Editors note: After this post was published, a spokesman for Sears Holdings contacted footnoted and provided a statement, which we include in italics below. As a matter of course, we typically write from the filings and do not contact the company for a comment.

Last spring, Sears Holdings announced with much fanfare that it had lured Jeffrey Balagna away from Eli Lilly to replace its high-profile Chief Information Officer, Keith Sherwell.

But as with most press releases, the details behind Balagna’s hiring were MIA.

That changed on Monday when Sears filed its 10-K. Attached to the filing as Exhibit 10.31 was Balagna’s offer letter dated April 26, 2013. Why it took nearly a year for Sears to release the letter remains one of those great mysteries. Our best guess is that as the company was preparing its proxy statement (which was filed on Wednesday), the company’s lawyers realized that they had never disclosed the details of Balagna’s compensation. And, given how much they’re paying, it seems more than a minor oversight.

As the letter outlines, Balagna was offered a base salary of $750K, an $842,500 signing bonus, $1.5 million in restricted stock, another $1.2 million in long-term incentives, a $3,000 a month housing allowance, and an annual bonus of $600K. As the proxy notes, Balagna’s total compensation last year was $3.5 million. That compares with the $4.3 million that CEO Eddie Lampert made. But all of Lampert’s compensation was in stock. His actual salary was just $1 last year.

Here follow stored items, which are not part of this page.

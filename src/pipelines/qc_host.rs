/// Quality control and host removal: FastQC/MultiQC reports, BBDuk
/// adapter/quality trimming, fastp deduplication, Hostile host-read
/// scrubbing. Trimming and host removal are paired-end only.

use std::fs;
use std::path::{Path, PathBuf};
use std::sync::Arc;

use log::{debug, error, info, warn};

use crate::config::defs::{
    PipelineError, RunConfig, BBDUK_TAG, BB_MQC_DIR, BB_OUT_DIR, BB_QC_DIR, FASTP_TAG,
    FASTQC_TAG, FP_MQC_DIR, FP_OUT_DIR, FP_QC_DIR, HOSTILE_OUT_DIR, HOSTILE_TAG, MULTIQC_TAG,
    RAW_MQC_DIR, RAW_QC_DIR, RAW_READS_DIR, UTIL_BBDUK, UTIL_BB_ADAPTERS, UTIL_FASTP,
    UTIL_FASTQC, UTIL_HOSTILE, UTIL_HOSTILE_DB, UTIL_MULTIQC,
};
use crate::utils::command::{run_command, run_command_logged, CommandSpec};
use crate::utils::dispatch::{dispatch, WorkerSlot};
use crate::utils::file::{
    append_matching_lines, base_name, dir_entry_count, dir_has_any, files_with_prefix,
    files_with_suffix,
};
use crate::utils::info::{names_list, resolve_base_dirs, tool_path};
use crate::utils::report::Reporter;

pub async fn run(config: Arc<RunConfig>, reporter: Reporter) -> Result<(), PipelineError> {
    reporter.banner(&config.study_name, "Performing QC...");
    let base_dirs = resolve_base_dirs(&config)?;

    for base in &base_dirs {
        reporter.rule(&format!("Performing QC on all studies in {}", base_name(base)));
        let studies = names_list(&base.join(&config.args.projects))?;
        info!("Found {} studies in {}", studies.len(), base_name(base));

        for study in &studies {
            reporter.rule(&format!("Running QC on {}", study));
            let study_dir = base.join(study);
            let raw_reads = study_dir.join(RAW_READS_DIR);
            let raw_qc = study_dir.join(RAW_QC_DIR);
            let raw_mqc = study_dir.join(RAW_MQC_DIR);
            let bb_out = study_dir.join(BB_OUT_DIR);
            let bb_qc = study_dir.join(BB_QC_DIR);
            let bb_mqc = study_dir.join(BB_MQC_DIR);
            let fp_out = study_dir.join(FP_OUT_DIR);
            let fp_qc = study_dir.join(FP_QC_DIR);
            let fp_mqc = study_dir.join(FP_MQC_DIR);
            let hostile_out = study_dir.join(HOSTILE_OUT_DIR);

            for dir in [
                &raw_qc, &raw_mqc, &bb_out, &bb_qc, &bb_mqc, &fp_out, &fp_qc, &fp_mqc,
                &hostile_out,
            ] {
                fs::create_dir_all(dir)?;
            }

            let samples = names_list(&study_dir.join(&config.args.samples))?;
            info!("Project {} has {} samples...", study, samples.len());

            generate_qc_reports(&config, &reporter, study, &raw_reads, &raw_qc, &raw_mqc).await?;

            let reports = dispatch(
                &reporter,
                config.args.split_size,
                &samples,
                config.stagger(),
                config.policy(),
                |partition, slot| {
                    trim_partition(config.clone(), study.clone(), study_dir.clone(), partition, slot)
                },
            )
            .await?;
            let trimmed: usize = reports.iter().map(|r| r.processed).sum();
            debug!("Workers trimmed {} samples of {}", trimmed, study);

            generate_qc_reports(&config, &reporter, study, &bb_out, &bb_qc, &bb_mqc).await?;
            generate_qc_reports(&config, &reporter, study, &fp_out, &fp_qc, &fp_mqc).await?;

            dispatch(
                &reporter,
                config.args.split_size,
                &samples,
                config.stagger(),
                config.policy(),
                |partition, slot| {
                    host_partition(config.clone(), study.clone(), study_dir.clone(), partition, slot)
                },
            )
            .await?;

            reporter.rule(&format!("Completed quality trimming for {}", study));
        }
        reporter.rule(&format!(
            "Completed quality trimming for all studies in {}",
            base_name(base)
        ));
    }
    Ok(())
}

/// FastQC over every compressed FASTQ in `in_dir`, then one MultiQC
/// roll-up. FastQC emits an .html and a .zip per input, so a report
/// count of exactly 2x the inputs marks the directory as done.
async fn generate_qc_reports(
    config: &RunConfig,
    reporter: &Reporter,
    study: &str,
    in_dir: &Path,
    qc_out: &Path,
    mqc_out: &Path,
) -> Result<(), PipelineError> {
    info!("Running FastQC on {} > {}...", study, base_name(in_dir));
    let inputs = files_with_suffix(in_dir, ".gz")?;
    if inputs.is_empty() {
        warn!("No compressed reads in {}; skipping FastQC", in_dir.display());
    } else if dir_entry_count(qc_out) == inputs.len() * 2 {
        info!("FastQC reports already generated for {}. Skipping...", study);
    } else {
        let fastqc_env = tool_path(&config.utility_paths, UTIL_FASTQC)?;
        let mut spec = CommandSpec::mamba_run(fastqc_env, FASTQC_TAG);
        for input in &inputs {
            spec = spec.arg(input.display().to_string());
        }
        let spec = spec
            .arg("-o")
            .arg(qc_out.display().to_string())
            .arg("-t")
            .arg((config.args.threads * config.args.split_size).to_string());
        let result = run_command(
            reporter,
            &spec,
            Some(&format!("Generating FastQC reports for {}", study)),
        )
        .await?;
        if !result.success() {
            error!(
                "{}",
                PipelineError::ToolExecution {
                    tool: FASTQC_TAG.to_string(),
                    context: format!("{} > {}", study, base_name(in_dir)),
                    status: result.status,
                }
            );
        }
    }

    info!("Running MultiQC on {} > {} reports...", study, base_name(qc_out));
    if dir_entry_count(mqc_out) > 0 {
        info!("MultiQC report already generated for {}. Skipping...", study);
    } else {
        let multiqc_env = tool_path(&config.utility_paths, UTIL_MULTIQC)?;
        let spec = CommandSpec::mamba_run(multiqc_env, MULTIQC_TAG)
            .arg(qc_out.display().to_string())
            .arg("-o")
            .arg(mqc_out.display().to_string())
            .arg("--interactive");
        let result = run_command(
            reporter,
            &spec,
            Some(&format!("Generating cumulative reports for {}", study)),
        )
        .await?;
        if !result.success() {
            error!(
                "{}",
                PipelineError::ToolExecution {
                    tool: MULTIQC_TAG.to_string(),
                    context: format!("{} > {}", study, base_name(qc_out)),
                    status: result.status,
                }
            );
        }
    }

    reporter.rule(&format!("Generated QC reports for {}", study));
    Ok(())
}

/// Locates the paired raw read files for one sample by the _1./_2.
/// run-accession naming of fasterq-dump output.
fn paired_reads(raw_reads: &Path, sample: &str) -> Result<(PathBuf, PathBuf), PipelineError> {
    let mut read1 = None;
    let mut read2 = None;
    for read in files_with_prefix(raw_reads, sample)? {
        let name = base_name(&read);
        if name.contains("_1.") {
            read1 = Some(read);
        } else if name.contains("_2.") {
            read2 = Some(read);
        }
    }
    match (read1, read2) {
        (Some(r1), Some(r2)) => Ok((r1, r2)),
        _ => Err(PipelineError::MissingInput(format!(
            "Paired reads for {} not found in {}",
            sample,
            raw_reads.display()
        ))),
    }
}

async fn trim_partition(
    config: Arc<RunConfig>,
    study: String,
    study_dir: PathBuf,
    partition: Vec<String>,
    slot: WorkerSlot,
) -> Result<(), PipelineError> {
    let bbduk_env = tool_path(&config.utility_paths, UTIL_BBDUK)?.to_string();
    let adapters = tool_path(&config.utility_paths, UTIL_BB_ADAPTERS)?.to_string();
    let fastp_env = tool_path(&config.utility_paths, UTIL_FASTP)?.to_string();
    let raw_reads = study_dir.join(RAW_READS_DIR);
    let bb_out = study_dir.join(BB_OUT_DIR);
    let fp_out = study_dir.join(FP_OUT_DIR);
    let total = partition.len();

    for (i, sample) in partition.iter().enumerate() {
        slot.update(&format!(
            "Filtering reads of {} > {} ({}/{})",
            study,
            sample,
            i + 1,
            total
        ));

        let bb_markers = [format!("{}_R2.fq.gz", sample), format!("{}.fq.gz", sample)];
        if dir_has_any(&bb_out, &bb_markers) {
            info!("BBDuk already processed {} > {}. Skipping...", study, sample);
        } else {
            info!("Processing {} > {} with BBDuk...", study, sample);
            let (read1, read2) = paired_reads(&raw_reads, sample)?;
            let spec = CommandSpec::mamba_run(&bbduk_env, BBDUK_TAG)
                .arg(format!("in1={}", read1.display()))
                .arg(format!("in2={}", read2.display()))
                .arg(format!("out1={}/{}_R1.fq.gz", bb_out.display(), sample))
                .arg(format!("out2={}/{}_R2.fq.gz", bb_out.display(), sample))
                .arg(format!("ref={}", adapters))
                .args(["k=19", "mink=7", "ktrim=r", "trimq=20", "qtrim=r", "hdist=1", "tpe", "tbo"])
                .arg(format!("threads={}", config.args.threads));
            let result = run_command_logged(
                slot.reporter(),
                &spec,
                Some(&format!("Trimming {} reads", sample)),
                &bb_out.join(format!("{}.log", sample)),
            )
            .await?;
            if !result.success() {
                error!(
                    "{}",
                    PipelineError::ToolExecution {
                        tool: BBDUK_TAG.to_string(),
                        context: format!("{} > {}", study, sample),
                        status: result.status,
                    }
                );
            }
        }

        // BBDuk prints surviving-read totals on its "Result" lines
        let bb_log = bb_out.join(format!("{}.log", sample));
        if bb_log.is_file() {
            append_matching_lines(&bb_log, "Result", &study_dir.join("bb_out_count.txt"))?;
        }

        slot.update(&format!(
            "Deduplicating reads of {} > {} ({}/{})",
            study,
            sample,
            i + 1,
            total
        ));
        let fp_markers = [format!("{}_R2.fq.gz", sample)];
        if dir_has_any(&fp_out, &fp_markers) {
            info!("fastp already processed {} > {}. Skipping...", study, sample);
        } else {
            info!("Processing {} > {} with fastp...", study, sample);
            let spec = CommandSpec::mamba_run(&fastp_env, FASTP_TAG)
                .arg("-i")
                .arg(format!("{}/{}_R1.fq.gz", bb_out.display(), sample))
                .arg("-o")
                .arg(format!("{}/{}_R1.fq.gz", fp_out.display(), sample))
                .arg("-I")
                .arg(format!("{}/{}_R2.fq.gz", bb_out.display(), sample))
                .arg("-O")
                .arg(format!("{}/{}_R2.fq.gz", fp_out.display(), sample))
                .args(["-D", "-A"])
                .arg("-h")
                .arg(format!("{}/{}.html", fp_out.display(), sample))
                .arg("-j")
                .arg(format!("{}/{}.json", fp_out.display(), sample))
                .arg("-w")
                .arg(config.args.threads.to_string());
            let result = run_command(
                slot.reporter(),
                &spec,
                Some(&format!("Performing deduplication of {} reads", sample)),
            )
            .await?;
            if !result.success() {
                error!(
                    "{}",
                    PipelineError::ToolExecution {
                        tool: FASTP_TAG.to_string(),
                        context: format!("{} > {}", study, sample),
                        status: result.status,
                    }
                );
            }
        }

        slot.item_done();
    }
    Ok(())
}

async fn host_partition(
    config: Arc<RunConfig>,
    study: String,
    study_dir: PathBuf,
    partition: Vec<String>,
    slot: WorkerSlot,
) -> Result<(), PipelineError> {
    let hostile_env = tool_path(&config.utility_paths, UTIL_HOSTILE)?.to_string();
    let hostile_db = tool_path(&config.utility_paths, UTIL_HOSTILE_DB)?.to_string();
    let fp_out = study_dir.join(FP_OUT_DIR);
    let hostile_out = study_dir.join(HOSTILE_OUT_DIR);
    let total = partition.len();

    for (i, sample) in partition.iter().enumerate() {
        slot.update(&format!(
            "Removing host reads from {} > {} ({}/{})",
            study,
            sample,
            i + 1,
            total
        ));

        let markers = [format!("{}_R2.clean_2.fastq.gz", sample)];
        if dir_has_any(&hostile_out, &markers) {
            info!(
                "Host reads already removed from {} > {}. Skipping...",
                study, sample
            );
            slot.item_done();
            continue;
        }

        info!("Processing {} > {} with Hostile...", study, sample);
        let spec = CommandSpec::mamba_run(&hostile_env, HOSTILE_TAG)
            .arg("clean")
            .arg("--fastq1")
            .arg(format!("{}/{}_R1.fq.gz", fp_out.display(), sample))
            .arg("--fastq2")
            .arg(format!("{}/{}_R2.fq.gz", fp_out.display(), sample))
            .arg("--output")
            .arg(hostile_out.display().to_string())
            .arg("--index")
            .arg(hostile_db.as_str())
            .arg("--threads")
            .arg(config.args.threads.to_string());
        let result = run_command_logged(
            slot.reporter(),
            &spec,
            Some(&format!("Removing host reads from {}", sample)),
            &hostile_out.join(format!("{}.log", sample)),
        )
        .await?;
        if !result.success() {
            error!(
                "{}",
                PipelineError::ToolExecution {
                    tool: HOSTILE_TAG.to_string(),
                    context: format!("{} > {}", study, sample),
                    status: result.status,
                }
            );
        }
        slot.item_done();
    }
    Ok(())
}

We have no idea how this compares to what Sherwell was making because despite his high-profile and talk of using big data tools like the open-source software Hadoop, Sherwell was never mentioned in the company’s SEC filings. We also don’t know how this compares to what Balagna was making at Eli Lilly since he wasn’t considered an executive officer there.

We should also note that Balagna is the company’s third CIO in the past four years. Needless to say, the severance details for both Sherwell and the person he replaced, Timothy Kasbe, were also MIA.

Now, the rules are pretty clear in that the company only has to disclose these details for its named executives. And since neither Kasbe or Sherwell appear to have made the cut, Sears was simply following the rules.

A Sears spokesman said, “Our disclosures concerning Mr. Balagna’s compensation package were timely.  Pursuant to SEC rules, we determined that Mr. Balagna was a “named executive officer” based on his total compensation for fiscal year 2013, the year in which his employment with Sears Holdings commenced.  As a result, our 2014 proxy statement filed on March 19, 2014 contained detailed information regarding Mr. Balagna’s compensation package and we filed his offer letter as an exhibit to our annual report on 10-K for fiscal year 2013. Prior to that time, Mr. Balagna was not a named executive officer (again, pursuant to SEC rules).”  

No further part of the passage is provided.